Work to be completed ▸ Only the lines below between the ones containing "fn scroll_to_offset(&mut self, offset: f64)" and "or not finite.", inclusive, are to be reproduced, each exactly as it stands.

[Stored data entries]
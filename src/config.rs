use crate::autosize::{DEFAULT_MAX_BUFFER_PX, DEFAULT_MIN_BUFFER_PX};
use crate::fixed::DEFAULT_FIXED_ITEM_SIZE;
use crate::{AutoSizeVirtualScrollStrategy, FixedSizeVirtualScrollStrategy, ScrollStrategyError};

/// Inputs a host exposes for the auto-size strategy.
///
/// With `feature = "serde"`, missing fields deserialize to their defaults.
#[derive(Clone, Copy, Debug, PartialEq)]
#[cfg_attr(feature = "serde", derive(serde::Serialize, serde::Deserialize))]
#[cfg_attr(feature = "serde", serde(default))]
pub struct AutoSizeConfig {
    /// Minimum buffer kept beyond the viewport before more items are rendered.
    pub min_buffer_px: f64,
    /// How much buffer to render up to once rendering is triggered.
    pub max_buffer_px: f64,
}

impl Default for AutoSizeConfig {
    fn default() -> Self {
        Self {
            min_buffer_px: DEFAULT_MIN_BUFFER_PX,
            max_buffer_px: DEFAULT_MAX_BUFFER_PX,
        }
    }
}

impl AutoSizeConfig {
    pub fn with_min_buffer_px(mut self, min_buffer_px: f64) -> Self {
        self.min_buffer_px = min_buffer_px;
        self
    }

    pub fn with_max_buffer_px(mut self, max_buffer_px: f64) -> Self {
        self.max_buffer_px = max_buffer_px;
        self
    }

    /// Sets `min_buffer_px` from textual input; anything that is not a number becomes `0`.
    pub fn set_min_buffer_px_input(&mut self, input: &str) {
        self.min_buffer_px = coerce_number(input, 0.0);
    }

    /// Sets `max_buffer_px` from textual input; anything that is not a number becomes `0`.
    pub fn set_max_buffer_px_input(&mut self, input: &str) {
        self.max_buffer_px = coerce_number(input, 0.0);
    }

    pub fn validate(&self) -> Result<(), ScrollStrategyError> {
        if self.max_buffer_px < self.min_buffer_px {
            return Err(ScrollStrategyError::InvalidBufferSize {
                min_buffer_px: self.min_buffer_px,
                max_buffer_px: self.max_buffer_px,
            });
        }
        Ok(())
    }

    /// Creates a detached strategy with these buffer sizes.
    pub fn build(&self) -> Result<AutoSizeVirtualScrollStrategy, ScrollStrategyError> {
        self.validate()?;
        Ok(AutoSizeVirtualScrollStrategy::new(
            self.min_buffer_px,
            self.max_buffer_px,
        ))
    }

    /// Pushes these buffer sizes into an existing strategy, e.g. after an input changed.
    pub fn apply(
        &self,
        strategy: &mut AutoSizeVirtualScrollStrategy,
    ) -> Result<(), ScrollStrategyError> {
        strategy.update_buffer_size(self.min_buffer_px, self.max_buffer_px)
    }
}

/// Inputs a host exposes for the fixed-size strategy.
#[derive(Clone, Copy, Debug, PartialEq)]
#[cfg_attr(feature = "serde", derive(serde::Serialize, serde::Deserialize))]
#[cfg_attr(feature = "serde", serde(default))]
pub struct FixedSizeConfig {
    pub item_size: f64,
    pub min_buffer_px: f64,
    pub max_buffer_px: f64,
}

impl Default for FixedSizeConfig {
    fn default() -> Self {
        Self {
            item_size: DEFAULT_FIXED_ITEM_SIZE,
            min_buffer_px: DEFAULT_MIN_BUFFER_PX,
            max_buffer_px: DEFAULT_MAX_BUFFER_PX,
        }
    }
}

impl FixedSizeConfig {
    pub fn with_item_size(mut self, item_size: f64) -> Self {
        self.item_size = item_size;
        self
    }

    pub fn with_buffer_px(mut self, min_buffer_px: f64, max_buffer_px: f64) -> Self {
        self.min_buffer_px = min_buffer_px;
        self.max_buffer_px = max_buffer_px;
        self
    }

    pub fn set_item_size_input(&mut self, input: &str) {
        self.item_size = coerce_number(input, 0.0);
    }

    pub fn set_min_buffer_px_input(&mut self, input: &str) {
        self.min_buffer_px = coerce_number(input, 0.0);
    }

    pub fn set_max_buffer_px_input(&mut self, input: &str) {
        self.max_buffer_px = coerce_number(input, 0.0);
    }

    pub fn build(&self) -> Result<FixedSizeVirtualScrollStrategy, ScrollStrategyError> {
        FixedSizeVirtualScrollStrategy::new(self.item_size, self.min_buffer_px, self.max_buffer_px)
    }
}

/// Parses `input` as a number, surrounding whitespace allowed; `fallback` otherwise.
pub fn coerce_number(input: &str, fallback: f64) -> f64 {
    match input.trim().parse::<f64>() {
        Ok(value) if !value.is_nan() => value,
        _ => fallback,
    }
}
use alloc::vec::Vec;

use virtual_scroll::{ContentOffsetAnchor, Range, Viewport};

use crate::fenwick::Fenwick;

/// A command a strategy issued to a [`ListViewport`].
#[derive(Clone, Copy, Debug, PartialEq)]
#[cfg_attr(feature = "serde", derive(serde::Serialize, serde::Deserialize))]
pub enum ViewportCommand {
    SetRenderedRange(Range),
    SetRenderedContentOffset {
        offset: f64,
        anchor: ContentOffsetAnchor,
    },
    SetTotalContentSize(f64),
    ScrollToOffset(f64),
}

/// An in-memory scroll container over items with known, true sizes.
///
/// It behaves like a host viewport that lays items out one after another: it measures exactly,
/// applies range and offset commands, and clamps scrolling to the content size the strategy
/// last reported. Strategies only ever see what a real host would let them measure.
///
/// Offset commands take effect on [`ListViewport::render`], after the new range is laid out,
/// because an end-anchored offset needs the rendered size.
///
/// Only a count of commands is kept by default. [`ListViewport::with_command_log`] also records
/// each one, which is meant for tests and short simulations.
#[derive(Clone, Debug)]
pub struct ListViewport {
    sizes: Vec<f64>,
    sums: Fenwick,
    viewport_size: f64,
    scroll_offset: f64,

    rendered_range: Range,
    rendered_content_offset: f64,
    pending_offset: Option<(f64, ContentOffsetAnchor)>,
    total_content_size: f64,

    needs_render: bool,
    commands_issued: u64,
    command_log: Option<Vec<ViewportCommand>>,
}

impl ListViewport {
    pub fn new(sizes: Vec<f64>, viewport_size: f64) -> Self {
        let sums = Fenwick::from_sizes(&sizes);
        Self {
            sizes,
            sums,
            viewport_size: viewport_size.max(0.0),
            scroll_offset: 0.0,
            rendered_range: Range::default(),
            rendered_content_offset: 0.0,
            pending_offset: None,
            total_content_size: 0.0,
            needs_render: false,
            commands_issued: 0,
            command_log: None,
        }
    }

    /// Records every command from now on; see [`ListViewport::commands`].
    pub fn with_command_log(mut self) -> Self {
        self.command_log.get_or_insert_with(Vec::new);
        self
    }

    pub fn len(&self) -> usize {
        self.sizes.len()
    }

    pub fn is_empty(&self) -> bool {
        self.sizes.is_empty()
    }

    pub fn scroll_offset(&self) -> f64 {
        self.scroll_offset
    }

    /// Scrolls to `offset`, clamped to the scrollable extent. Returns the applied offset.
    pub fn set_scroll_offset(&mut self, offset: f64) -> f64 {
        self.scroll_offset = self.clamp_scroll_offset(offset);
        self.scroll_offset
    }

    pub fn max_scroll_offset(&self) -> f64 {
        (self.total_content_size - self.viewport_size).max(0.0)
    }

    pub fn clamp_scroll_offset(&self, offset: f64) -> f64 {
        if offset.is_nan() {
            return 0.0;
        }
        offset.clamp(0.0, self.max_scroll_offset())
    }

    pub fn set_viewport_size(&mut self, viewport_size: f64) {
        self.viewport_size = viewport_size.max(0.0);
    }

    /// Replaces every item. The caller should then notify the strategy of the new length.
    pub fn set_data(&mut self, sizes: Vec<f64>) {
        vdebug!(len = sizes.len(), "ListViewport::set_data");
        self.sums = Fenwick::from_sizes(&sizes);
        self.sizes = sizes;
    }

    /// Changes the true size of one item, e.g. after its content reflowed.
    pub fn resize_item(&mut self, index: usize, size: f64) {
        let Some(slot) = self.sizes.get_mut(index) else {
            return;
        };
        let delta = size - *slot;
        *slot = size;
        self.sums.add(index, delta);
    }

    pub fn item_size(&self, index: usize) -> Option<f64> {
        self.sizes.get(index).copied()
    }

    /// Where item `index` really starts, if every item were laid out.
    pub fn item_start(&self, index: usize) -> Option<f64> {
        (index < self.len()).then(|| self.sums.prefix_sum(index))
    }

    /// The true total size of all items.
    pub fn true_total_size(&self) -> f64 {
        self.sums.total()
    }

    /// The content size the strategy last reported; this bounds scrolling.
    pub fn total_content_size(&self) -> f64 {
        self.total_content_size
    }

    pub fn rendered_content_offset(&self) -> f64 {
        self.rendered_content_offset
    }

    /// Pixel span the rendered items currently occupy.
    pub fn rendered_span(&self) -> (f64, f64) {
        let start = self.rendered_content_offset;
        (start, start + self.sums_for(self.rendered_range))
    }

    /// Returns `true` if the rendered items fill the visible area.
    ///
    /// Past the last item there is nothing to render, so a window that reaches the end of the
    /// data only has to cover up to its own trailing edge.
    pub fn covers_viewport(&self) -> bool {
        const EPSILON: f64 = 1e-6;
        if self.is_empty() {
            return true;
        }
        let (start, end) = self.rendered_span();
        let mut visible_end = self.scroll_offset + self.viewport_size;
        if self.rendered_range.end >= self.len() {
            visible_end = visible_end.min(end);
        }
        start <= self.scroll_offset + EPSILON && end + EPSILON >= visible_end
    }

    /// Recorded commands, oldest first. Empty unless the log was enabled.
    pub fn commands(&self) -> &[ViewportCommand] {
        self.command_log.as_deref().unwrap_or(&[])
    }

    pub fn clear_commands(&mut self) {
        if let Some(log) = &mut self.command_log {
            log.clear();
        }
    }

    /// Number of commands received over the viewport's lifetime, logged or not.
    pub fn commands_issued(&self) -> u64 {
        self.commands_issued
    }

    /// Returns `true` if a range, offset, or size command arrived since the last render.
    pub fn needs_render(&self) -> bool {
        self.needs_render
    }

    /// Lays out the current range and applies any pending content offset.
    ///
    /// Returns `true` if a content offset was applied, even one equal to the previous offset.
    pub fn render(&mut self) -> bool {
        self.needs_render = false;
        let Some((offset, anchor)) = self.pending_offset.take() else {
            return false;
        };
        let start = match anchor {
            ContentOffsetAnchor::ToStart => offset,
            ContentOffsetAnchor::ToEnd => offset - self.sums_for(self.rendered_range),
        };
        vtrace!(start, previous = self.rendered_content_offset, "ListViewport::render");
        self.rendered_content_offset = start;
        true
    }

    /// Index of the item under `offset`, by true sizes. `None` when there are no items.
    pub fn index_at_offset(&self, offset: f64) -> Option<usize> {
        if self.is_empty() {
            return None;
        }
        Some(self.sums.lower_bound(offset.max(0.0)).min(self.len() - 1))
    }

    /// Items that intersect the visible area if every item sat at its true position.
    pub fn visible_range(&self) -> Range {
        let Some(first) = self.index_at_offset(self.scroll_offset) else {
            return Range::default();
        };
        let end_offset = self.scroll_offset + self.viewport_size;
        let mut end = first + 1;
        while end < self.len() && self.sums.prefix_sum(end) < end_offset {
            end += 1;
        }
        Range::new(first, end)
    }

    fn record(&mut self, command: ViewportCommand) {
        self.commands_issued = self.commands_issued.saturating_add(1);
        // Scrolling is not a layout change.
        if !matches!(command, ViewportCommand::ScrollToOffset(_)) {
            self.needs_render = true;
        }
        if let Some(log) = &mut self.command_log {
            log.push(command);
        }
    }

    fn sums_for(&self, range: Range) -> f64 {
        let range = range.clamp_to(self.len());
        self.sums.prefix_sum(range.end) - self.sums.prefix_sum(range.start)
    }
}

impl Viewport for ListViewport {
    fn measure_scroll_offset(&self) -> f64 {
        self.scroll_offset
    }

    fn rendered_range(&self) -> Range {
        self.rendered_range
    }

    fn viewport_size(&self) -> f64 {
        self.viewport_size
    }

    fn data_length(&self) -> usize {
        self.len()
    }

    fn measure_rendered_content_size(&self) -> f64 {
        self.sums_for(self.rendered_range)
    }

    fn measure_range_size(&self, range: Range) -> f64 {
        self.sums_for(range)
    }

    fn offset_to_rendered_content_start(&self) -> f64 {
        self.rendered_content_offset
    }

    fn set_rendered_range(&mut self, range: Range) {
        self.record(ViewportCommand::SetRenderedRange(range));
        self.rendered_range = range.clamp_to(self.len());
    }

    fn set_rendered_content_offset(&mut self, offset: f64, anchor: ContentOffsetAnchor) {
        self.record(ViewportCommand::SetRenderedContentOffset { offset, anchor });
        self.pending_offset = Some((offset, anchor));
    }

    fn set_total_content_size(&mut self, size: f64) {
        self.record(ViewportCommand::SetTotalContentSize(size));
        self.total_content_size = size;
    }

    fn scroll_to_offset(&mut self, offset: f64) {
        self.record(ViewportCommand::ScrollToOffset(offset));
        self.set_scroll_offset(offset);
    }
}
/// Errors reported by scroll strategies.
#[derive(Clone, Debug, PartialEq, thiserror::Error)]
pub enum ScrollStrategyError {
    /// `max_buffer_px` was smaller than `min_buffer_px`. No state was changed.
    #[error(
        "maxBufferPx must be greater than or equal to minBufferPx (min={min_buffer_px}, max={max_buffer_px})"
    )]
    InvalidBufferSize {
        min_buffer_px: f64,
        max_buffer_px: f64,
    },

    /// An item size that is negative or not finite.
    #[error("itemSize must be a finite, non-negative number (got {item_size})")]
    InvalidItemSize { item_size: f64 },

    /// The strategy does not implement this operation at all.
    #[error("{operation} is not supported by the {strategy} scroll strategy")]
    Unsupported {
        operation: &'static str,
        strategy: &'static str,
    },
}
//! The tree value model.
//!
//! A [`TreeValue`] is everything the serializer accepts: absent values,
//! booleans, text, numbers, node descriptors, and (arbitrarily nested)
//! sequences of those. Trees are plain owned values with no parent links and
//! no interior mutability, so a finished tree can be shared across threads and
//! serialized from several places at once.
//!
//! Falsy values render as nothing: absent values, booleans, zero, `NaN` and
//! the empty string. This lets authors write conditional children directly:
//!
//! ```
//! use markup_tree::builder::element;
//! use markup_tree::serial::serialize;
//! use markup_tree::tree::{Props, TreeValue};
//!
//! let show_label = false;
//! let tree = element(
//!     "Style",
//!     Props::new().children(vec![
//!         TreeValue::from(show_label.then(|| element("Label", Props::new()))),
//!         element("Rule", Props::new()),
//!     ]),
//! );
//! assert_eq!(serialize(&tree), "<Style><Rule/></Style>");
//! ```

mod node;

use crate::util::number::widen_f32;

pub use node::{AttrValue, Node, Props, CHILDREN_KEY};

/// A value accepted by the serializer.
#[derive(Debug, Clone, PartialEq, Default)]
pub enum TreeValue {
    /// Nothing; renders as the empty string.
    #[default]
    Absent,
    /// A boolean; renders as the empty string.
    Bool(bool),
    /// A number, rendered as text. Zero and `NaN` render as nothing.
    Number(f64),
    /// A string, rendered as escaped text. The empty string renders as
    /// nothing.
    Text(String),
    /// An element or fragment.
    Node(Node),
    /// An ordered sequence, rendered by concatenating its items.
    Sequence(Vec<TreeValue>),
}

impl TreeValue {
    /// Returns `true` for falsy values, which render as the empty string:
    /// absent, boolean, zero, `NaN` and empty text.
    #[must_use]
    #[allow(clippy::float_cmp)]
    pub fn is_void(&self) -> bool {
        match self {
            Self::Absent | Self::Bool(_) => true,
            Self::Number(n) => *n == 0.0 || n.is_nan(),
            Self::Text(s) => s.is_empty(),
            Self::Node(_) | Self::Sequence(_) => false,
        }
    }

    /// Returns the node descriptor, if this value is one.
    #[must_use]
    pub fn as_node(&self) -> Option<&Node> {
        match self {
            Self::Node(node) => Some(node),
            _ => None,
        }
    }
}

impl From<&str> for TreeValue {
    fn from(value: &str) -> Self {
        Self::Text(value.to_string())
    }
}

impl From<String> for TreeValue {
    fn from(value: String) -> Self {
        Self::Text(value)
    }
}

impl From<bool> for TreeValue {
    fn from(value: bool) -> Self {
        Self::Bool(value)
    }
}

macro_rules! tree_from_number {
    ($($ty:ty),*) => {
        $(
            impl From<$ty> for TreeValue {
                #[allow(clippy::cast_precision_loss, clippy::cast_lossless, clippy::unnecessary_cast)]
                fn from(value: $ty) -> Self {
                    Self::Number(value as f64)
                }
            }
        )*
    };
}

tree_from_number!(i8, i16, i32, i64, u8, u16, u32, u64, usize, isize, f64);

impl From<f32> for TreeValue {
    fn from(value: f32) -> Self {
        Self::Number(widen_f32(value))
    }
}

impl From<Node> for TreeValue {
    fn from(value: Node) -> Self {
        Self::Node(value)
    }
}

impl<T: Into<TreeValue>> From<Vec<T>> for TreeValue {
    fn from(value: Vec<T>) -> Self {
        Self::Sequence(value.into_iter().map(Into::into).collect())
    }
}

impl<T: Into<TreeValue>> From<Option<T>> for TreeValue {
    fn from(value: Option<T>) -> Self {
        value.map_or(Self::Absent, Into::into)
    }
}

impl<T: Into<TreeValue>> FromIterator<T> for TreeValue {
    fn from_iter<I: IntoIterator<Item = T>>(iter: I) -> Self {
        Self::Sequence(iter.into_iter().map(Into::into).collect())
    }
}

Task solution ▸
    fn scroll_to_offset(&mut self, offset: f64) {
        self.record(ViewportCommand::ScrollToOffset(offset));
        self.set_scroll_offset(offset);
    }
}
/// Errors reported by scroll strategies.
#[derive(Clone, Debug, PartialEq, thiserror::Error)]
pub enum ScrollStrategyError {
    /// `max_buffer_px` was smaller than `min_buffer_px`. No state was changed.
    #[error(
        "maxBufferPx must be greater than or equal to minBufferPx (min={min_buffer_px}, max={max_buffer_px})"
    )]
    InvalidBufferSize {
        min_buffer_px: f64,
        max_buffer_px: f64,
    },

    /// An item size that is negative or not finite.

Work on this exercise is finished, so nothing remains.